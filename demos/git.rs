//! A pretend `git`: nested commands run in process, `status` and `log` are
//! delegated to `git-status` and `git-log` executables.

use lightcmd::{Command, CommandOpts, Outcome};
use tracing_subscriber::EnvFilter;

fn main() {
    tracing_subscriber::fmt().with_env_filter(EnvFilter::from_default_env()).with_writer(std::io::stderr).init();

    let mut git = Command::new("git");
    git.version("2.0.0")
        .option("-C, --dir <path>", "run as if started in <path>")
        .external_command("status", "show the working tree status", CommandOpts::default())
        .external_command("log", "show commit logs", CommandOpts::default());

    git.command("clone <url> [dir]").description("clone a repository").action(|inv| {
        let url = inv.arg("url").as_str().unwrap_or_default();
        let dir = inv.arg("dir").as_str().unwrap_or_else(|| url.rsplit('/').next().unwrap_or(url));
        println!("cloning {url} into {dir}");
        Ok(())
    });

    let remote = git.command("remote").description("manage remotes");
    remote.option("--verbose", "show urls").action(|inv| {
        println!("origin{}", if inv.is_set("verbose") { "\thttps://example.com" } else { "" });
        Ok(())
    });
    remote.command("add <name> <url>").option("-f, --fetch", "fetch right away").action(|inv| {
        let (name, url) = (inv.arg("name").as_str().unwrap_or_default(), inv.arg("url").as_str().unwrap_or_default());
        println!("added {name} -> {url}");
        if inv.is_set("fetch") {
            println!("fetching {name}");
        }
        Ok(())
    });
    remote.command("remove <name>").alias("rm").action(|inv| {
        println!("removed {}", inv.arg("name").as_str().unwrap_or_default());
        Ok(())
    });

    git.on("command:*", |event| {
        tracing::debug!(?event, "no such command");
        Ok(())
    });

    match git.parse_env_or_exit() {
        Outcome::Dispatched(path) => tracing::debug!(?path, "done"),
        Outcome::Delegated(delegation) => delegation.exec_or_exit(),
        Outcome::Wildcard(args) => {
            eprintln!("error: `{}` is not a git command, see --help", args.join(" "));
            std::process::exit(1)
        }
        Outcome::NoCommand => print!("{}", lightcmd::help::render(&git)),
    }
}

• • • • •

→ **Task goal**: The records above must be retyped in full, exactly.

→ **Your response**:
filename demos/git.rs
//! A pretend `git`: nested commands run in process, `status` and `log` are
//! delegated to `git-status` and `git-log` executables.

use lightcmd::{Command, CommandOpts, Outcome};
use tracing_subscriber::EnvFilter;

fn main() {
    tracing_subscriber::fmt().with_env_filter(EnvFilter::from_default_env()).with_writer(std::io::stderr).init();

    let mut git = Command::new("git");
    git.version("2.0.0")
        .option("-C, --dir <path>", "run as if started in <path>")
        .external_command("status", "show the working tree status", CommandOpts::default())
        .external_command("log", "show commit logs", CommandOpts::default());

    git.command("clone <url> [dir]").description("clone a repository").action(|inv| {
        let url = inv.arg("url").as_str().unwrap_or_default();
        let dir = inv.arg("dir").as_str().unwrap_or_else(|| url.rsplit('/').next().unwrap_or(url));
        println!("cloning {url} into {dir}");
        Ok(())
    });

    let remote = git.command("remote").description("manage remotes");
    remote.option("--verbose", "show urls").action(|inv| {
        println!("origin{}", if inv.is_set("verbose") { "\thttps://example.com" } else { "" });
        Ok(())
    });
    remote.command("add <name> <url>").option("-f, --fetch", "fetch right away").action(|inv| {
        let (name, url) = (inv.arg("name").as_str().unwrap_or_default(), inv.arg("url").as_str().unwrap_or_default());
        println!("added {name} -> {url}");
        if inv.is_set("fetch") {
            println!("fetching {name}");
        }
        Ok(())
    });
    remote.command("remove <name>").alias("rm").action(|inv| {
        println!("removed {}", inv.arg("name").as_str().unwrap_or_default());
        Ok(())
    });

    git.on("command:*", |event| {
        tracing::debug!(?event, "no such command");
        Ok(())
    });

    match git.parse_env_or_exit() {
        Outcome::Dispatched(path) => tracing::debug!(?path, "done"),
        Outcome::Delegated(delegation) => delegation.exec_or_exit(),
        Outcome::Wildcard(args) => {
            eprintln!("error: `{}` is not a git command, see --help", args.join(" "));
            std::process::exit(1)
        }
        Outcome::NoCommand => print!("{}", lightcmd::help::render(&git)),
    }
}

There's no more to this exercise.